Blood tests, x-rays, and ultrasounds may also be ordered to rule out other medical conditions, such as bladder stones or cancer. These tests will help your vet get an accurate diagnosis and develop an effective treatment plan.

Identifying the Underlying Cause

If your cat’s UTI is recurrent, your vet may investigate further to identify any underlying causes. 

For example, Feline Immunodeficiency Virus (FIV) and diabetes mellitus can both increase the risk of UTIs. Treating these underlying conditions prevents future UTIs.

Cat UTI Treatment Options 

Antibiotics are usually the first line of treatment for UTIs in cats.
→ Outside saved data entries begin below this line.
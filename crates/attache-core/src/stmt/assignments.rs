use super::{Value, ValueRecord};

use indexmap::IndexMap;

/// The set of columns written by an update, keyed by field index.
///
/// A partial update carries only the dirty columns; a full update carries
/// every non-key column. Either way the driver applies exactly the entries
/// present here.
#[derive(Clone, Debug, Default, PartialEq)]
pub struct Assignments {
    assignments: IndexMap<usize, Value>,
}

impl Assignments {
    pub fn with_capacity(capacity: usize) -> Self {
        Self {
            assignments: IndexMap::with_capacity(capacity),
        }
    }

    pub fn is_empty(&self) -> bool {
        self.assignments.is_empty()
    }

    pub fn len(&self) -> usize {
        self.assignments.len()
    }

    pub fn contains(&self, key: usize) -> bool {
        self.assignments.contains_key(&key)
    }

    pub fn get(&self, key: usize) -> Option<&Value> {
        self.assignments.get(&key)
    }

    pub fn set(&mut self, key: usize, value: impl Into<Value>) {
        self.assignments.insert(key, value.into());
    }

    pub fn unset(&mut self, key: usize) {
        self.assignments.shift_remove(&key);
    }

    pub fn keys(&self) -> impl Iterator<Item = usize> + '_ {
        self.assignments.keys().copied()
    }

    pub fn iter(&self) -> impl Iterator<Item = (usize, &Value)> + '_ {
        self.assignments.iter().map(|(index, value)| (*index, value))
    }
}

impl From<ValueRecord> for Assignments {
    fn from(record: ValueRecord) -> Self {
        let mut assignments = Assignments::with_capacity(record.len());

        for (index, value) in record.fields.into_iter().enumerate() {
            assignments.set(index, value);
        }

        assignments
    }
}
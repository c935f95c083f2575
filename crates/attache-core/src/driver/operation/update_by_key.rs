use super::Operation;

use crate::{schema::ModelId, stmt};

#[derive(Debug)]
pub struct UpdateByKey {
    /// Which model to update
    pub model: ModelId,

    /// Which key to update
    pub key: stmt::Id,

    /// The columns to write. Only the entries present here are touched.
    pub assignments: stmt::Assignments,
}

impl From<UpdateByKey> for Operation {
    fn from(value: UpdateByKey) -> Self {
        Self::UpdateByKey(value)
    }
}
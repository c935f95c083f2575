use super::ModelId;
use crate::stmt::Type;

#[derive(Debug, Clone, Copy, PartialEq, Eq, Hash)]
pub struct FieldId {
    pub model: ModelId,
    pub index: usize,
}

#[derive(Debug, Clone)]
pub struct Field {
    pub id: FieldId,

    /// Name of the field
    pub name: String,

    pub ty: Type,

    /// Nullable fields are not required to hold a value at save time.
    pub nullable: bool,

    /// Populated by the framework (e.g. generated primary keys) rather than
    /// by the application.
    pub auto: bool,

    pub primary_key: bool,

    /// Internal bookkeeping column (timestamps and the like). Excluded from
    /// delegation by default.
    pub bookkeeping: bool,

    /// Backs a belongs-to association.
    pub foreign_key: bool,
}

impl Field {
    /// True when the field is delegatable by default: anything that is not
    /// framework plumbing.
    pub fn is_plain(&self) -> bool {
        !self.primary_key && !self.auto && !self.bookkeeping && !self.foreign_key
    }
}
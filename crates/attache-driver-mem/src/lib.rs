use attache_core::{
    bail,
    driver::{operation, Driver, Operation, Response},
    schema::{Model, ModelId, Schema},
    stmt::{Id, ValueRecord},
    Error, Result,
};

use std::collections::HashMap;

/// In-memory storage driver. One table per model, keyed by primary key.
#[derive(Debug, Default)]
pub struct Mem {
    tables: HashMap<ModelId, HashMap<Id, ValueRecord>>,
}

impl Mem {
    pub fn new() -> Self {
        Self::default()
    }

    fn table_mut(&mut self, model: ModelId) -> Result<&mut HashMap<Id, ValueRecord>> {
        match self.tables.get_mut(&model) {
            Some(table) => Ok(table),
            None => bail!("model {model:?} is not registered with the driver"),
        }
    }

    fn insert(&mut self, schema: &Schema, op: operation::Insert) -> Result<Response> {
        let model = schema.model(op.model);
        check_row(model, &op.row)?;

        let Some(key) = op.row[model.primary_key].as_id().cloned() else {
            bail!("insert into `{}` requires a primary key", model.name);
        };

        let table = self.table_mut(op.model)?;

        if table.contains_key(&key) {
            bail!("duplicate key {key} in `{}`", model.name);
        }

        table.insert(key, op.row);
        Ok(Response::count(1))
    }

    fn get_by_key(&mut self, schema: &Schema, op: operation::GetByKey) -> Result<Response> {
        let model = schema.model(op.model);
        let table = self.table_mut(op.model)?;

        match table.get(&op.key) {
            Some(row) => Ok(Response::values(vec![row.clone()])),
            None => Err(Error::record_not_found(format!(
                "model={} key={}",
                model.name, op.key
            ))),
        }
    }

    fn update_by_key(&mut self, schema: &Schema, op: operation::UpdateByKey) -> Result<Response> {
        let model = schema.model(op.model);

        for (index, value) in op.assignments.iter() {
            let Some(field) = model.fields.get(index) else {
                bail!("assignment index {index} out of range for `{}`", model.name);
            };

            if !field.ty.matches(value) {
                return Err(Error::type_conversion(value, "column type"));
            }
        }

        let table = self.table_mut(op.model)?;

        let Some(row) = table.get_mut(&op.key) else {
            return Err(Error::record_not_found(format!(
                "model={} key={}",
                model.name, op.key
            )));
        };

        for (index, value) in op.assignments.iter() {
            row[index] = value.clone();
        }

        Ok(Response::count(1))
    }

    fn delete_by_key(&mut self, _schema: &Schema, op: operation::DeleteByKey) -> Result<Response> {
        let table = self.table_mut(op.model)?;
        let removed = table.remove(&op.key).is_some();
        Ok(Response::count(removed as u64))
    }
}

impl Driver for Mem {
    fn register_schema(&mut self, schema: &Schema) -> Result<()> {
        for model in &schema.models {
            self.tables.entry(model.id).or_default();
        }

        Ok(())
    }

    fn exec(&mut self, schema: &Schema, op: Operation) -> Result<Response> {
        log::debug!("exec; op={op:?}");

        match op {
            Operation::Insert(op) => self.insert(schema, op),
            Operation::GetByKey(op) => self.get_by_key(schema, op),
            Operation::UpdateByKey(op) => self.update_by_key(schema, op),
            Operation::DeleteByKey(op) => self.delete_by_key(schema, op),
        }
    }

    fn reset(&mut self, _schema: &Schema) -> Result<()> {
        for table in self.tables.values_mut() {
            table.clear();
        }

        Ok(())
    }
}

fn check_row(model: &Model, row: &ValueRecord) -> Result<()> {
    if row.len() != model.fields.len() {
        bail!(
            "row arity mismatch for `{}`: expected {}, got {}",
            model.name,
            model.fields.len(),
            row.len()
        );
    }

    for (field, value) in model.fields.iter().zip(row.iter()) {
        if !field.ty.matches(value) {
            return Err(Error::type_conversion(value, "column type"));
        }
    }

    Ok(())
}
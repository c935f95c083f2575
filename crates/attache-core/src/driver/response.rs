use crate::{stmt::ValueRecord, Error, Result};

#[derive(Debug)]
pub struct Response {
    pub rows: Rows,
}

#[derive(Debug)]
pub enum Rows {
    /// Number of rows impacted by the operation
    Count(u64),

    /// Operation result, as rows
    Values(Vec<ValueRecord>),
}

impl Response {
    pub fn count(count: u64) -> Self {
        Self {
            rows: Rows::Count(count),
        }
    }

    pub fn values(values: Vec<ValueRecord>) -> Self {
        Self {
            rows: Rows::Values(values),
        }
    }

    pub fn into_values(self) -> Result<Vec<ValueRecord>> {
        match self.rows {
            Rows::Values(values) => Ok(values),
            Rows::Count(_) => Err(Error::from_args(format_args!(
                "invalid driver response: expected rows, got a count"
            ))),
        }
    }
}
The veterinarian will prescribe a course of antibiotics to target the bacteria causing the infection. 

Make sure to administer the antibiotics as prescribed, even if your cat shows improvement after a few days. Follow-up tests may be necessary to ensure the infection is entirely treated.

Pain Management and Supportive Care

Your vet may prescribe pain medication to keep your cat comfortable while undergoing treatment for UTI. 

Make sure your cat has access to clean water at all times, and encourage them to drink more in order to help flush out the bacteria. If your cat is not drinking enough water, ask your vet about fluid therapy, which can be done at the vet clinic or at home under your supervision.

Vet Q&A

Q: Can cat UTI go away on its own?

A: Depending on the underlying cause a mild UTI may subside, however, bacterial infections tend to get worse – antibiotics eliminate the risk of further complications. 

Q: How long can a cat survive a UTI?

A: UTI in cats is not fatal unless it is caused by severe health issues. The treatment is usually administered based on severity, it can last 7, 10, 14 days. 

Q: What happens if cat UTI goes untreated?

A: If UTI is not treated it can cause blockages in the urethra, bladder rupture, and kidney failure. If UTI is not treated your cat can even die from complications.